◆ **Directions**
Return the lines below exactly as they appear, please, starting with the first and ending with the one that contains "earmark_cli::init_logging(args.verbose);".

◆ **Working data**
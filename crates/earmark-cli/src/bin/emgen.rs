//! emgen - Fingerprint audio files into the configured store
//!
//! Usage: emgen [--config <path>] [--recursive] [--workers N] <paths>...

use anyhow::{Context, Result};
use clap::Parser;
use earmark_cli::discover::collect_audio_files;
use earmark_cli::output::{print_json, BatchOutput};
use earmark_core::{
    next_track_id, open_backend, CancelToken, EarmarkConfig, Engine, FileDecoder, Fingerprint, StoredTrack, TrackId,
    TrackSource,
};
use std::path::PathBuf;
use std::sync::Mutex;

#[derive(Parser, Debug)]
#[command(name = "emgen")]
#[command(about = "Fingerprint audio files and store them", long_about = None)]
struct Args {
    /// Path to configuration file (TOML)
    #[arg(short, long)]
    config: Option<PathBuf>,

    /// Descend into subdirectories
    #[arg(short, long)]
    recursive: bool,

    /// Worker threads (overrides [pipeline] workers)
    #[arg(short, long)]
    workers: Option<usize>,

    /// Audio files or directories
    #[arg(required = true)]
    paths: Vec<PathBuf>,

    /// Enable verbose logging
    #[arg(short, long)]
    verbose: bool,
}

#[tokio::main]
async fn main() -> Result<()> {
    let args = Args::parse();
    earmark_cli::init_logging(args.verbose);

    let mut config = EarmarkConfig::load_or_default(args.config.as_deref())?;
    if let Some(workers) = args.workers {
        config.pipeline.workers = workers;
    }
    config.validate()?;

    let files = collect_audio_files(&args.paths, args.recursive)?;
    if files.is_empty() {
        anyhow::bail!("No audio files found");
    }

    let backend = open_backend(&config.storage).await?;
    let first_id = next_track_id(backend.as_ref()).await?;
    let sources: Vec<TrackSource> = files
        .iter()
        .zip(first_id..)
        .map(|(path, track_id)| TrackSource::new(track_id, path))
        .collect();

    let engine = Engine::in_memory(config.engine_config())?;
    let decoder = FileDecoder::from_config(&config.fingerprinting);

    let cancel = CancelToken::new();
    let on_interrupt = cancel.clone();
    tokio::spawn(async move {
        if tokio::signal::ctrl_c().await.is_ok() {
            log::warn!("Interrupted, finishing files in progress");
            on_interrupt.cancel();
        }
    });

    log::info!("Fingerprinting {} files starting at track id {}", sources.len(), first_id);

    let indexed: Mutex<Vec<(TrackId, Vec<Fingerprint>)>> = Mutex::new(Vec::new());
    let report = tokio::task::block_in_place(|| {
        engine.fingerprint_observed(&sources, &decoder, &cancel, &|track| {
            if let Ok(mut indexed) = indexed.lock() {
                indexed.push((track.source.track_id, track.fingerprints.to_vec()));
            }
        })
    });

    let mut output = BatchOutput::from_report(&report);

    let indexed = indexed
        .into_inner()
        .map_err(|_| anyhow::anyhow!("fingerprint collector poisoned"))?;
    for (track_id, fingerprints) in indexed {
        let saved = async {
            let metadata = engine
                .metadata(track_id)?
                .with_context(|| format!("Track {} missing from catalog", track_id))?;
            let track = StoredTrack::new(metadata, &config.fingerprinting, fingerprints);
            backend.save_track(&track).await
        }
        .await;

        if let Err(e) = saved {
            log::warn!("Could not store track {}: {:#}", track_id, e);
            output.mark_unsaved(track_id, &e);
        }
    }

    print_json(&output);
    Ok(())
}
//! Audio decoding and resampling
//!
//! Supports WAV, MP3, FLAC, OGG and container formats (MP4/M4A, MKV, WebM)
//! using pure Rust decoders. Everything is delivered as mono `f32` at the
//! fingerprinting sample rate.

mod container;
mod decoder;
mod resample;

pub use container::decode_container;
pub use decoder::{decode_file, AudioData};
pub use resample::resample_to_target;

use crate::config::FingerprintConfig;
use crate::error::{Error, Result};
use std::path::Path;

/// Supported input formats
#[derive(Debug, Clone, Copy, PartialEq, Eq)]
pub enum AudioFormat {
    Wav,
    Mp3,
    Flac,
    Ogg,

    // Containers, demuxed with Symphonia
    Mp4,
    Mkv,
    Webm,

    Unknown,
}

impl AudioFormat {
    /// Detect format from file extension
    pub fn from_path(path: &Path) -> Self {
        let ext = path
            .extension()
            .and_then(|e| e.to_str())
            .map(|e| e.to_ascii_lowercase());

        match ext.as_deref() {
            Some("wav") | Some("wave") => AudioFormat::Wav,
            Some("mp3") => AudioFormat::Mp3,
            Some("flac") => AudioFormat::Flac,
            Some("ogg") | Some("oga") => AudioFormat::Ogg,
            Some("mp4") | Some("m4a") => AudioFormat::Mp4,
            Some("mkv") | Some("mka") => AudioFormat::Mkv,
            Some("webm") => AudioFormat::Webm,
            _ => AudioFormat::Unknown,
        }
    }

    pub fn is_container(&self) -> bool {
        matches!(self, AudioFormat::Mp4 | AudioFormat::Mkv | AudioFormat::Webm)
    }
}

/// Turns an audio file into a mono sample sequence
pub trait Decoder: Send + Sync {
    fn decode(&self, path: &Path) -> Result<AudioData>;
}

/// Decoder for files on disk
#[derive(Debug, Clone)]
pub struct FileDecoder {
    sample_rate: u32,
}

impl FileDecoder {
    pub fn new(sample_rate: u32) -> Self {
        Self { sample_rate }
    }

    pub fn from_config(config: &FingerprintConfig) -> Self {
        Self::new(config.sample_rate)
    }
}

impl Decoder for FileDecoder {
    fn decode(&self, path: &Path) -> Result<AudioData> {
        decode_file(path, self.sample_rate).map_err(|e| Error::Decode {
            path: path.to_path_buf(),
            reason: format!("{:#}", e),
        })
    }
}

#[cfg(test)]
mod tests {
    use super::*;

    #[test]
    fn test_format_detection() {
        assert_eq!(AudioFormat::from_path(Path::new("a.WAV")), AudioFormat::Wav);
        assert_eq!(AudioFormat::from_path(Path::new("b.m4a")), AudioFormat::Mp4);
        assert_eq!(AudioFormat::from_path(Path::new("c.webm")), AudioFormat::Webm);
        assert_eq!(AudioFormat::from_path(Path::new("notes.txt")), AudioFormat::Unknown);
        assert_eq!(AudioFormat::from_path(Path::new("no_extension")), AudioFormat::Unknown);
        assert!(AudioFormat::Mkv.is_container());
        assert!(!AudioFormat::Flac.is_container());
    }

    #[test]
    fn test_file_decoder_reports_decode_error() {
        let decoder = FileDecoder::new(16000);
        let err = decoder
            .decode(Path::new("/nonexistent/track.mp3"))
            .unwrap_err();
        assert_eq!(err.kind(), "decode_error");
        assert!(err.to_string().contains("/nonexistent/track.mp3"));
    }
}
use serde::{Deserialize, Serialize};

/// A stored track row
#[derive(Debug, Clone, Serialize, Deserialize)]
pub struct TrackRow {
    pub id: i32,
    pub title: String,
    pub artist: Option<String>,
    pub source_path: Option<String>,
    pub duration_ms: i32,
    pub sample_rate: i32,
    pub algorithm_params: String,
    pub created_at: chrono::DateTime<chrono::Utc>,
}

/// Input structure for a track insert
#[derive(Debug, Clone, Serialize, Deserialize)]
pub struct NewTrack {
    pub id: i32,
    pub title: String,
    pub artist: Option<String>,
    pub source_path: Option<String>,
    pub duration_ms: i32,
    pub sample_rate: i32,
    pub algorithm_params: String,
    pub created_at: chrono::DateTime<chrono::Utc>,
}

/// One `(hash, anchor time)` posting of a track
#[derive(Debug, Clone, Copy, PartialEq, Eq, Serialize, Deserialize)]
pub struct PostingRow {
    pub track_id: i32,
    pub hash: i64,
    pub t: i32,
}
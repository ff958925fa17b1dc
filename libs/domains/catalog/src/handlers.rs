use axum::{
    Json, Router,
    extract::State,
    http::{HeaderMap, StatusCode},
    response::IntoResponse,
    routing::{get, post},
};
use axum_helpers::{
    AdminUser, AppError, AppQuery, AuditEvent, AuditOutcome, CurrentUser, UuidPath,
    ValidatedJson,
    errors::responses::{
        BadRequestResponse, BadRequestUuidResponse, BadRequestValidationResponse,
        ConflictResponse, InternalServerErrorResponse, NotFoundResponse, UnauthorizedResponse,
    },
};
use serde_json::json;
use std::sync::Arc;
use utoipa::OpenApi;

use crate::models::{
    Category, CreateCategory, CreateProduct, ProductFilter, ProductListResponse,
    ProductWithDetails, RateProduct, RatingSummary, UpdateCategory, UpdateProduct,
};
use crate::repository::CatalogRepository;
use crate::service::CatalogService;

pub const PRODUCT_TAG: &str = "products";
pub const CATEGORY_TAG: &str = "categories";

/// OpenAPI documentation for the product endpoints
#[derive(OpenApi)]
#[openapi(
    paths(
        list_products,
        count_products,
        get_product,
        create_product,
        update_product,
        delete_product,
        rate_product
    ),
    components(
        schemas(
            ProductWithDetails,
            ProductListResponse,
            ProductFilter,
            CreateProduct,
            UpdateProduct,
            RateProduct,
            RatingSummary,
            Category
        ),
        responses(
            NotFoundResponse,
            BadRequestResponse,
            BadRequestValidationResponse,
            BadRequestUuidResponse,
            UnauthorizedResponse,
            InternalServerErrorResponse
        )
    ),
    tags(
        (name = PRODUCT_TAG, description = "Product catalog and search")
    )
)]
pub struct ProductApiDoc;

/// OpenAPI documentation for the category endpoints
#[derive(OpenApi)]
#[openapi(
    paths(list_categories, get_category, create_category, update_category, delete_category),
    components(
        schemas(Category, CreateCategory, UpdateCategory),
        responses(
            NotFoundResponse,
            BadRequestValidationResponse,
            BadRequestUuidResponse,
            ConflictResponse,
            UnauthorizedResponse,
            InternalServerErrorResponse
        )
    ),
    tags(
        (name = CATEGORY_TAG, description = "Product categories")
    )
)]
pub struct CategoryApiDoc;

type SharedService<R> = Arc<CatalogService<R>>;

/// Create the product router
pub fn product_router<R: CatalogRepository + 'static>(service: CatalogService<R>) -> Router {
    Router::new()
        .route("/", get(list_products).post(create_product))
        .route("/count", get(count_products))
        .route(
            "/{id}",
            get(get_product)
                .patch(update_product)
                .delete(delete_product),
        )
        .route("/{id}/rating", post(rate_product))
        .with_state(Arc::new(service))
}

/// Create the category router
pub fn category_router<R: CatalogRepository + 'static>(service: CatalogService<R>) -> Router {
    Router::new()
        .route("/", get(list_categories).post(create_category))
        .route(
            "/{id}",
            get(get_category)
                .patch(update_category)
                .delete(delete_category),
        )
        .with_state(Arc::new(service))
}

/// Search products
#[utoipa::path(
    get,
    path = "",
    tag = PRODUCT_TAG,
    params(ProductFilter),
    responses(
        (status = 200, description = "Matching products, with page metadata when paged", body = ProductListResponse),
        (status = 500, response = InternalServerErrorResponse)
    )
)]
async fn list_products<R: CatalogRepository>(
    State(service): State<SharedService<R>>,
    AppQuery(filter): AppQuery<ProductFilter>,
) -> Result<Json<ProductListResponse>, AppError> {
    Ok(Json(service.find_products(filter).await?))
}

/// Number of products in the catalog
#[utoipa::path(
    get,
    path = "/count",
    tag = PRODUCT_TAG,
    responses(
        (status = 200, description = "Number of products", body = u64),
        (status = 500, response = InternalServerErrorResponse)
    )
)]
async fn count_products<R: CatalogRepository>(
    State(service): State<SharedService<R>>,
) -> Result<Json<u64>, AppError> {
    Ok(Json(service.count_products().await?))
}

/// Get a product with rating and categories
#[utoipa::path(
    get,
    path = "/{id}",
    tag = PRODUCT_TAG,
    params(
        ("id" = Uuid, Path, description = "Product ID")
    ),
    responses(
        (status = 200, description = "Product found", body = ProductWithDetails),
        (status = 400, response = BadRequestUuidResponse),
        (status = 404, response = NotFoundResponse),
        (status = 500, response = InternalServerErrorResponse)
    )
)]
async fn get_product<R: CatalogRepository>(
    State(service): State<SharedService<R>>,
    UuidPath(id): UuidPath,
) -> Result<Json<ProductWithDetails>, AppError> {
    Ok(Json(service.get_product(id).await?))
}

/// Create a product (admin)
#[utoipa::path(
    post,
    path = "",
    tag = PRODUCT_TAG,
    request_body = CreateProduct,
    responses(
        (status = 201, description = "Product created", body = ProductWithDetails),
        (status = 400, response = BadRequestResponse),
        (status = 401, response = UnauthorizedResponse),
        (status = 500, response = InternalServerErrorResponse)
    )
)]
async fn create_product<R: CatalogRepository>(
    State(service): State<SharedService<R>>,
    admin: AdminUser,
    headers: HeaderMap,
    ValidatedJson(input): ValidatedJson<CreateProduct>,
) -> Result<impl IntoResponse, AppError> {
    let product = service.create_product(input).await?;

    AuditEvent::new(
        Some(admin.id()),
        "product.create",
        Some(format!("product:{}", product.product.id)),
        AuditOutcome::Success,
    )
    .with_headers(&headers)
    .with_details(json!({ "name": product.product.name, "price": product.product.price }))
    .log();

    Ok((StatusCode::CREATED, Json(product)))
}

/// Update a product (admin)
#[utoipa::path(
    patch,
    path = "/{id}",
    tag = PRODUCT_TAG,
    params(
        ("id" = Uuid, Path, description = "Product ID")
    ),
    request_body = UpdateProduct,
    responses(
        (status = 200, description = "Product updated", body = ProductWithDetails),
        (status = 400, response = BadRequestValidationResponse),
        (status = 401, response = UnauthorizedResponse),
        (status = 404, response = NotFoundResponse),
        (status = 500, response = InternalServerErrorResponse)
    )
)]
async fn update_product<R: CatalogRepository>(
    State(service): State<SharedService<R>>,
    _admin: AdminUser,
    UuidPath(id): UuidPath,
    ValidatedJson(input): ValidatedJson<UpdateProduct>,
) -> Result<Json<ProductWithDetails>, AppError> {
    Ok(Json(service.update_product(id, input).await?))
}

/// Remove a product from the catalog (admin)
#[utoipa::path(
    delete,
    path = "/{id}",
    tag = PRODUCT_TAG,
    params(
        ("id" = Uuid, Path, description = "Product ID")
    ),
    responses(
        (status = 204, description = "Product deleted"),
        (status = 400, response = BadRequestUuidResponse),
        (status = 401, response = UnauthorizedResponse),
        (status = 404, response = NotFoundResponse),
        (status = 500, response = InternalServerErrorResponse)
    )
)]
async fn delete_product<R: CatalogRepository>(
    State(service): State<SharedService<R>>,
    admin: AdminUser,
    headers: HeaderMap,
    UuidPath(id): UuidPath,
) -> Result<impl IntoResponse, AppError> {
    service.delete_product(id).await?;

    AuditEvent::new(
        Some(admin.id()),
        "product.delete",
        Some(format!("product:{}", id)),
        AuditOutcome::Success,
    )
    .with_headers(&headers)
    .log();

    Ok(StatusCode::NO_CONTENT)
}

/// Rate a product with 1 to 5 stars
#[utoipa::path(
    post,
    path = "/{id}/rating",
    tag = PRODUCT_TAG,
    params(
        ("id" = Uuid, Path, description = "Product ID")
    ),
    request_body = RateProduct,
    responses(
        (status = 201, description = "Rating stored", body = RatingSummary),
        (status = 400, response = BadRequestValidationResponse),
        (status = 401, response = UnauthorizedResponse),
        (status = 404, response = NotFoundResponse),
        (status = 500, response = InternalServerErrorResponse)
    )
)]
async fn rate_product<R: CatalogRepository>(
    State(service): State<SharedService<R>>,
    caller: CurrentUser,
    UuidPath(id): UuidPath,
    ValidatedJson(input): ValidatedJson<RateProduct>,
) -> Result<impl IntoResponse, AppError> {
    let summary = service.rate_product(id, caller.id(), input.stars).await?;
    Ok((StatusCode::CREATED, Json(summary)))
}

/// List categories ordered by name
#[utoipa::path(
    get,
    path = "",
    tag = CATEGORY_TAG,
    responses(
        (status = 200, description = "All categories", body = Vec<Category>),
        (status = 500, response = InternalServerErrorResponse)
    )
)]
async fn list_categories<R: CatalogRepository>(
    State(service): State<SharedService<R>>,
) -> Result<Json<Vec<Category>>, AppError> {
    Ok(Json(service.list_categories().await?))
}

#[utoipa::path(
    get,
    path = "/{id}",
    tag = CATEGORY_TAG,
    params(
        ("id" = Uuid, Path, description = "Category ID")
    ),
    responses(
        (status = 200, description = "Category found", body = Category),
        (status = 400, response = BadRequestUuidResponse),
        (status = 404, response = NotFoundResponse),
        (status = 500, response = InternalServerErrorResponse)
    )
)]
async fn get_category<R: CatalogRepository>(
    State(service): State<SharedService<R>>,
    UuidPath(id): UuidPath,
) -> Result<Json<Category>, AppError> {
    Ok(Json(service.get_category(id).await?))
}

/// Create a category (admin)
#[utoipa::path(
    post,
    path = "",
    tag = CATEGORY_TAG,
    request_body = CreateCategory,
    responses(
        (status = 201, description = "Category created", body = Category),
        (status = 400, response = BadRequestValidationResponse),
        (status = 401, response = UnauthorizedResponse),
        (status = 409, response = ConflictResponse),
        (status = 500, response = InternalServerErrorResponse)
    )
)]
async fn create_category<R: CatalogRepository>(
    State(service): State<SharedService<R>>,
    _admin: AdminUser,
    ValidatedJson(input): ValidatedJson<CreateCategory>,
) -> Result<impl IntoResponse, AppError> {
    let category = service.create_category(input).await?;
    Ok((StatusCode::CREATED, Json(category)))
}

/// Update a category (admin)
#[utoipa::path(
    patch,
    path = "/{id}",
    tag = CATEGORY_TAG,
    params(
        ("id" = Uuid, Path, description = "Category ID")
    ),
    request_body = UpdateCategory,
    responses(
        (status = 200, description = "Category updated", body = Category),
        (status = 400, response = BadRequestValidationResponse),
        (status = 401, response = UnauthorizedResponse),
        (status = 404, response = NotFoundResponse),
        (status = 409, response = ConflictResponse),
        (status = 500, response = InternalServerErrorResponse)
    )
)]
async fn update_category<R: CatalogRepository>(
    State(service): State<SharedService<R>>,
    _admin: AdminUser,
    UuidPath(id): UuidPath,
    ValidatedJson(input): ValidatedJson<UpdateCategory>,
) -> Result<Json<Category>, AppError> {
    Ok(Json(service.update_category(id, input).await?))
}

/// Delete a category and its product links (admin)
#[utoipa::path(
    delete,
    path = "/{id}",
    tag = CATEGORY_TAG,
    params(
        ("id" = Uuid, Path, description = "Category ID")
    ),
    responses(
        (status = 204, description = "Category deleted"),
        (status = 400, response = BadRequestUuidResponse),
        (status = 401, response = UnauthorizedResponse),
        (status = 404, response = NotFoundResponse),
        (status = 500, response = InternalServerErrorResponse)
    )
)]
async fn delete_category<R: CatalogRepository>(
    State(service): State<SharedService<R>>,
    _admin: AdminUser,
    UuidPath(id): UuidPath,
) -> Result<impl IntoResponse, AppError> {
    service.delete_category(id).await?;
    Ok(StatusCode::NO_CONTENT)
}
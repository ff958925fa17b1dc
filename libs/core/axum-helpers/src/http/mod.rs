//! HTTP layers applied by [`crate::server::create_router`].

pub mod cors;
pub mod security;

pub use cors::create_cors_layer;
pub use security::security_headers;
//! Optional `page`/`size` paging shared by list endpoints.
//!
//! Lists are unpaged unless both parameters are present; the response then
//! carries the extra page metadata.

use serde::{Deserialize, Serialize};
use utoipa::{IntoParams, ToSchema};

/// Largest page a client can ask for
pub const MAX_PAGE_SIZE: u64 = 1000;

/// `(limit, offset)` for a 1-based `page` of `size` items.
///
/// `size` is clamped to `1..=MAX_PAGE_SIZE` and the offset saturates at
/// `i64::MAX`, so both values always fit a Postgres `BIGINT`.
pub fn page_window(page: u64, size: u64) -> (u64, u64) {
    let size = size.clamp(1, MAX_PAGE_SIZE);
    let offset = page
        .max(1)
        .saturating_sub(1)
        .saturating_mul(size)
        .min(i64::MAX as u64);
    (size, offset)
}

#[derive(Debug, Clone, Copy, Default, PartialEq, Eq, Deserialize, ToSchema, IntoParams)]
#[into_params(parameter_in = Query)]
pub struct PageParams {
    /// 1-based page number
    pub page: Option<u64>,
    /// Items per page
    pub size: Option<u64>,
}

impl PageParams {
    pub fn new(page: u64, size: u64) -> Self {
        Self {
            page: Some(page),
            size: Some(size),
        }
    }

    /// `(limit, offset)` when both values are present. See [`page_window`].
    pub fn window(&self) -> Option<(u64, u64)> {
        match (self.page, self.size) {
            (Some(page), Some(size)) => Some(page_window(page, size)),
            _ => None,
        }
    }

    /// Metadata for a page of a result set with `total` items.
    pub fn meta(&self, total: u64) -> Option<PageMeta> {
        let (size, _) = self.window()?;
        let current_page = self.page.unwrap_or(1).max(1);
        let total_pages = total.div_ceil(size);

        Some(PageMeta {
            total_pages,
            current_page,
            has_more: current_page < total_pages,
        })
    }
}

#[derive(Debug, Clone, Copy, PartialEq, Eq, Serialize, ToSchema)]
#[serde(rename_all = "camelCase")]
pub struct PageMeta {
    pub total_pages: u64,
    pub current_page: u64,
    pub has_more: bool,
}

#[cfg(test)]
mod tests {
    use super::*;

    #[test]
    fn test_unpaged_without_both_values() {
        assert_eq!(PageParams::default().window(), None);
        assert_eq!(
            PageParams {
                page: Some(2),
                size: None
            }
            .window(),
            None
        );
        assert_eq!(PageParams::default().meta(10), None);
    }

    #[test]
    fn test_window_offsets() {
        assert_eq!(PageParams::new(1, 10).window(), Some((10, 0)));
        assert_eq!(PageParams::new(3, 10).window(), Some((10, 20)));
        assert_eq!(PageParams::new(0, 0).window(), Some((1, 0)));
    }

    #[test]
    fn test_window_is_bounded() {
        assert_eq!(PageParams::new(1, u64::MAX).window(), Some((MAX_PAGE_SIZE, 0)));
        assert_eq!(
            PageParams::new(3, 1 << 63).window(),
            Some((MAX_PAGE_SIZE, 2 * MAX_PAGE_SIZE))
        );

        let (limit, offset) = PageParams::new(u64::MAX, u64::MAX).window().unwrap();
        assert_eq!(limit, MAX_PAGE_SIZE);
        assert_eq!(offset, i64::MAX as u64);
    }

    #[test]
    fn test_meta_with_huge_values() {
        let meta = PageParams::new(u64::MAX, u64::MAX).meta(5).unwrap();
        assert_eq!(meta.total_pages, 1);
        assert_eq!(meta.current_page, u64::MAX);
        assert!(!meta.has_more);
    }

    #[test]
    fn test_meta() {
        let meta = PageParams::new(2, 10).meta(25).unwrap();
        assert_eq!(meta.total_pages, 3);
        assert_eq!(meta.current_page, 2);
        assert!(meta.has_more);

        let last = PageParams::new(3, 10).meta(25).unwrap();
        assert!(!last.has_more);

        let empty = PageParams::new(1, 10).meta(0).unwrap();
        assert_eq!(empty.total_pages, 0);
        assert!(!empty.has_more);
    }

    #[test]
    fn test_meta_serializes_camel_case() {
        let json = serde_json::to_value(PageParams::new(1, 5).meta(6).unwrap()).unwrap();
        assert_eq!(json["totalPages"], 2);
        assert_eq!(json["hasMore"], true);
    }
}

◆ **Result of the task**
filename crates/earmark-cli/src/bin/emgen.rs
//! emgen - Fingerprint audio files into the configured store
//!
//! Usage: emgen [--config <path>] [--recursive] [--workers N] <paths>...

use anyhow::{Context, Result};
use clap::Parser;
use earmark_cli::discover::collect_audio_files;
use earmark_cli::output::{print_json, BatchOutput};
use earmark_core::{
    next_track_id, open_backend, CancelToken, EarmarkConfig, Engine, FileDecoder, Fingerprint, StoredTrack, TrackId,
    TrackSource,
};
use std::path::PathBuf;
use std::sync::Mutex;

#[derive(Parser, Debug)]
#[command(name = "emgen")]
#[command(about = "Fingerprint audio files and store them", long_about = None)]
struct Args {
    /// Path to configuration file (TOML)
    #[arg(short, long)]
    config: Option<PathBuf>,

    /// Descend into subdirectories
    #[arg(short, long)]
    recursive: bool,

    /// Worker threads (overrides [pipeline] workers)
    #[arg(short, long)]
    workers: Option<usize>,

    /// Audio files or directories
    #[arg(required = true)]
    paths: Vec<PathBuf>,

    /// Enable verbose logging
    #[arg(short, long)]
    verbose: bool,
}

#[tokio::main]
async fn main() -> Result<()> {
    let args = Args::parse();
    earmark_cli::init_logging(args.verbose);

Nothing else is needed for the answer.